:: Action item ::
For every line below that includes the word "dest", add one; report the final number and nothing else.

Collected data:
◇ ◇ ◇ ◇ ◇

//! Entry point versions

use crate::constants::entry_point::{ADDRESS_V0_6, ADDRESS_V0_7};
use ethers::types::Address;
use serde::{Deserialize, Serialize};
use strum_macros::{Display, EnumString};

/// Version of the entry point smart contract a user operation targets
#[derive(
    Clone, Copy, Debug, Default, PartialEq, Eq, Hash, EnumString, Display, Serialize, Deserialize,
)]
pub enum EntryPointVersion {
    #[strum(to_string = "v0.6", serialize = "0.6", serialize = "0.6.0")]
    #[serde(rename = "v0.6")]
    V0_6,
    #[default]
    #[strum(to_string = "v0.7", serialize = "0.7", serialize = "0.7.0")]
    #[serde(rename = "v0.7")]
    V0_7,
}

impl EntryPointVersion {
    /// Canonical deployment address of this entry point version
    pub fn address(&self) -> Address {
        let address = match self {
            Self::V0_6 => ADDRESS_V0_6,
            Self::V0_7 => ADDRESS_V0_7,
        };
        address.parse().expect("entry point address constant is valid")
    }
}

#[cfg(test)]
mod tests {
    use super::*;
    use std::str::FromStr;

    #[test]
    fn parse_and_display() {
        assert_eq!(EntryPointVersion::from_str("v0.6").unwrap(), EntryPointVersion::V0_6);
        assert_eq!(EntryPointVersion::from_str("0.7.0").unwrap(), EntryPointVersion::V0_7);
        assert!(EntryPointVersion::from_str("v0.5").is_err());
        assert_eq!(EntryPointVersion::V0_7.to_string(), "v0.7");
    }

    #[test]
    fn addresses() {
        assert_eq!(
            EntryPointVersion::V0_6.address(),
            "0x5FF137D4b0FDCD49DcA30c7CF57E578a026d2789".parse::<Address>().unwrap()
        );
        assert_eq!(
            EntryPointVersion::V0_7.address(),
            "0x0000000071727De22E5E9d8BAf0edAc6f37da032".parse::<Address>().unwrap()
        );
    }
}
use super::SmartAccount;
use crate::{
    entry_point::EntryPoint,
    error::AccountError,
    gen::simple_account::{CreateAccountCall, ExecuteCall},
};
use async_trait::async_trait;
use ethers::{
    abi::AbiEncode,
    providers::Middleware,
    types::{Address, Bytes, U256},
};
use uorun_primitives::{
    constants::simple_account::{
        DUMMY_SIGNATURE_V0_6, DUMMY_SIGNATURE_V0_7, FACTORY_V0_6, FACTORY_V0_7,
    },
    EntryPointVersion, UserOperation, Wallet,
};

/// eth-infinitism `SimpleAccount`, owned by a single ECDSA key
pub struct SimpleAccount<M: Middleware + 'static> {
    entry_point: EntryPoint<M>,
    version: EntryPointVersion,
    factory: Address,
    wallet: Wallet,
    salt: U256,
}

impl<M: Middleware + 'static> SimpleAccount<M> {
    pub fn new(entry_point: EntryPoint<M>, version: EntryPointVersion, wallet: Wallet) -> Self {
        let factory = match version {
            EntryPointVersion::V0_6 => FACTORY_V0_6,
            EntryPointVersion::V0_7 => FACTORY_V0_7,
        };
        let factory = factory.parse().expect("factory address constant is valid");
        Self { entry_point, version, factory, wallet, salt: U256::zero() }
    }

    pub fn salt(mut self, salt: U256) -> Self {
        self.salt = salt;
        self
    }

    pub fn wallet(&self) -> &Wallet {
        &self.wallet
    }
}

/// `execute(dest, value, func)`
pub fn encode_execute(dest: Address, value: U256, func: Bytes) -> Bytes {
    ExecuteCall { dest, value, func }.encode().into()
}

/// `createAccount(owner, salt)`
pub fn encode_create_account(owner: Address, salt: U256) -> Bytes {
    CreateAccountCall { owner, salt }.encode().into()
}

#[async_trait]
impl<M: Middleware + 'static> SmartAccount for SimpleAccount<M> {
    fn entry_point_version(&self) -> EntryPointVersion {
        self.version
    }

    fn entry_point(&self) -> Address {
        self.entry_point.address()
    }

    fn owner(&self) -> Address {
        self.wallet.address()
    }

    fn factory_and_data(&self) -> (Address, Bytes) {
        (self.factory, encode_create_account(self.owner(), self.salt))
    }

    async fn address(&self) -> Result<Address, AccountError> {
        Ok(self.entry_point.get_sender_address(self.init_code()).await?)
    }

    fn encode_call_data(&self, to: Address, value: U256, data: Bytes) -> Bytes {
        encode_execute(to, value, data)
    }

    fn dummy_signature(&self) -> Bytes {
        let sig = match self.version {
            EntryPointVersion::V0_6 => DUMMY_SIGNATURE_V0_6,
            EntryPointVersion::V0_7 => DUMMY_SIGNATURE_V0_7,
        };
        sig.parse().unwrap_or_default()
    }

    async fn sign_user_operation(
        &self,
        uo: &UserOperation,
        chain_id: u64,
    ) -> Result<Bytes, AccountError> {
        let signed = self.wallet.sign_uo(uo, &self.entry_point.address(), chain_id).await?;
        Ok(signed.signature().clone())
    }
}
#[allow(dead_code)]
#[path = "../../../crates/rpc/tests/common.rs"]
mod common;

use common::{paymaster, start_mock, transaction_hash, MockState, CHAIN_ID};
use ethers::{
    abi::AbiEncode,
    providers::{JsonRpcError, MockProvider, MockResponse, Provider},
    types::{Address, Bytes, Signature, U256},
};
use serde_json::json;
use std::{sync::Arc, time::Duration};
use uorun::flows::SmartAccountClient;
use uorun_contracts::{EntryPoint, SimpleAccount, SmartAccount};
use uorun_primitives::{
    constants::simple_account::{FACTORY_V0_6, FACTORY_V0_7},
    EntryPointVersion, UserOperation, Wallet,
};
use uorun_rpc::{BundlerClient, PaymasterClient, WaitOptions};

const SENDER: &str = "0x9c5754De1443984659E1b3a8d1931D83475ba29C";
const OWNER_KEY: &str = "0xac0974bec39a17e36ba4a6b4d238ff944bacb478cbed5efcae784d7bf4f2ff80";

fn sender() -> Address {
    SENDER.parse().unwrap()
}

/// Queues the execution client answers of one `prepare_user_operation` call
///
/// `MockProvider` pops the last pushed response first.
fn mock_eth_client(mock: &MockProvider, nonce: u64, code: Bytes) {
    mock.push::<Bytes, _>(code).unwrap();
    mock.push::<Bytes, _>(Bytes::from(U256::from(nonce).encode())).unwrap();
    mock.push_response(MockResponse::Error(JsonRpcError {
        code: 3,
        message: "execution reverted".into(),
        data: Some(json!(
            "0x6ca7b8060000000000000000000000009c5754de1443984659e1b3a8d1931d83475ba29c"
        )),
    }));
}

type MockClient =
    SmartAccountClient<Provider<MockProvider>, SimpleAccount<Provider<MockProvider>>>;

async fn mock_client(
    version: EntryPointVersion,
    url: &str,
    nonce: u64,
    code: Bytes,
) -> eyre::Result<MockClient> {
    let (provider, mock) = Provider::mocked();
    mock_eth_client(&mock, nonce, code);
    let entry_point = EntryPoint::new(Arc::new(provider), version.address());
    let wallet = Wallet::from_private_key(OWNER_KEY)?;
    let account = SimpleAccount::new(entry_point.clone(), version, wallet);

    Ok(SmartAccountClient::new(
        account,
        entry_point,
        BundlerClient::new(url, version.address())?,
        CHAIN_ID,
    )
    .paymaster(PaymasterClient::new(url, version.address())?)
    .wait_options(WaitOptions {
        poll_interval: Duration::from_millis(10),
        timeout: Some(Duration::from_secs(5)),
    }))
}

#[tokio::test]
async fn send_transaction_deploys_sponsored_account() -> eyre::Result<()> {
    let state = Arc::new(MockState { pending_polls: 1, ..Default::default() });
    let (url, _handle) = start_mock(state.clone()).await?;
    let client = mock_client(EntryPointVersion::V0_7, &url, 0, Bytes::default()).await?;

    let to: Address = "0xd8dA6BF26964aF9D7eEd9e03E53415D37aA96045".parse()?;
    let tx_hash = client.send_transaction(to, U256::zero(), "0x1234".parse()?).await?;
    assert_eq!(tx_hash, transaction_hash());

    // sponsorship is requested with the fast gas price and without gas limits
    let requested = state.sponsored.lock().unwrap()[0].clone();
    assert_eq!(requested.sender, Some(sender()));
    assert_eq!(requested.nonce, Some(U256::zero()));
    assert_eq!(requested.factory, Some(FACTORY_V0_7.parse()?));
    assert!(requested.factory_data.is_some());
    assert_eq!(requested.max_fee_per_gas, Some(30.into()));
    assert_eq!(requested.max_priority_fee_per_gas, Some(3.into()));
    assert_eq!(requested.call_gas_limit, None);
    assert_eq!(requested.signature, Some(client.account().dummy_signature()));

    // the sponsorship is merged before signing
    let sent = state.sent.lock().unwrap()[0].clone();
    let hash = sent.hash(&EntryPointVersion::V0_7.address(), CHAIN_ID);
    let signature = Signature::try_from(sent.signature().as_ref())?;
    assert_eq!(signature.recover(hash.0.as_bytes())?, client.account().owner());
    match sent {
        UserOperation::V07(uo) => {
            assert_eq!(uo.factory, Some(FACTORY_V0_7.parse()?));
            assert_eq!(uo.paymaster, Some(paymaster()));
            assert_eq!(uo.paymaster_verification_gas_limit, Some(40_000.into()));
            assert_eq!(uo.call_gas_limit, 100_000.into());
            assert_eq!(uo.max_fee_per_gas, 30.into());
        }
        UserOperation::V06(_) => panic!("unexpected entry point version"),
    }
    Ok(())
}

#[tokio::test]
async fn deployed_account_has_no_factory() -> eyre::Result<()> {
    let state = Arc::new(MockState::default());
    let (url, _handle) = start_mock(state.clone()).await?;
    let code = Bytes::from_static(&[0x60, 0x80]);
    let client = mock_client(EntryPointVersion::V0_7, &url, 5, code).await?;

    client.send_transaction(sender(), U256::zero(), Bytes::default()).await?;

    let requested = state.sponsored.lock().unwrap()[0].clone();
    assert_eq!(requested.factory, None);
    assert_eq!(requested.factory_data, None);
    assert_eq!(requested.nonce, Some(5.into()));

    let sent = state.sent.lock().unwrap()[0].clone();
    assert_eq!(sent.nonce(), 5.into());
    match sent {
        UserOperation::V07(uo) => assert_eq!(uo.factory, None),
        UserOperation::V06(_) => panic!("unexpected entry point version"),
    }
    Ok(())
}

#[tokio::test]
async fn v06_deployment_is_sponsored() -> eyre::Result<()> {
    let state = Arc::new(MockState::default());
    let (url, _handle) = start_mock(state.clone()).await?;
    let client = mock_client(EntryPointVersion::V0_6, &url, 0, Bytes::default()).await?;

    let tx_hash = client.send_transaction(sender(), U256::zero(), Bytes::default()).await?;
    assert_eq!(tx_hash, transaction_hash());

    let requested = state.sponsored.lock().unwrap()[0].clone();
    let init_code = requested.init_code.expect("init code is requested");
    assert_eq!(&init_code[..20], FACTORY_V0_6.parse::<Address>()?.as_bytes());

    match state.sent.lock().unwrap()[0].clone() {
        UserOperation::V06(uo) => {
            assert_eq!(uo.init_code, init_code);
            assert_eq!(uo.paymaster(), Some(paymaster()));
            assert_eq!(uo.verification_gas_limit, 500_000.into());
            assert_eq!(uo.max_priority_fee_per_gas, 3.into());
        }
        UserOperation::V07(_) => panic!("unexpected entry point version"),
    }
    Ok(())
}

◇ ◇ ◇ ◇ ◇

:: Reply ::
3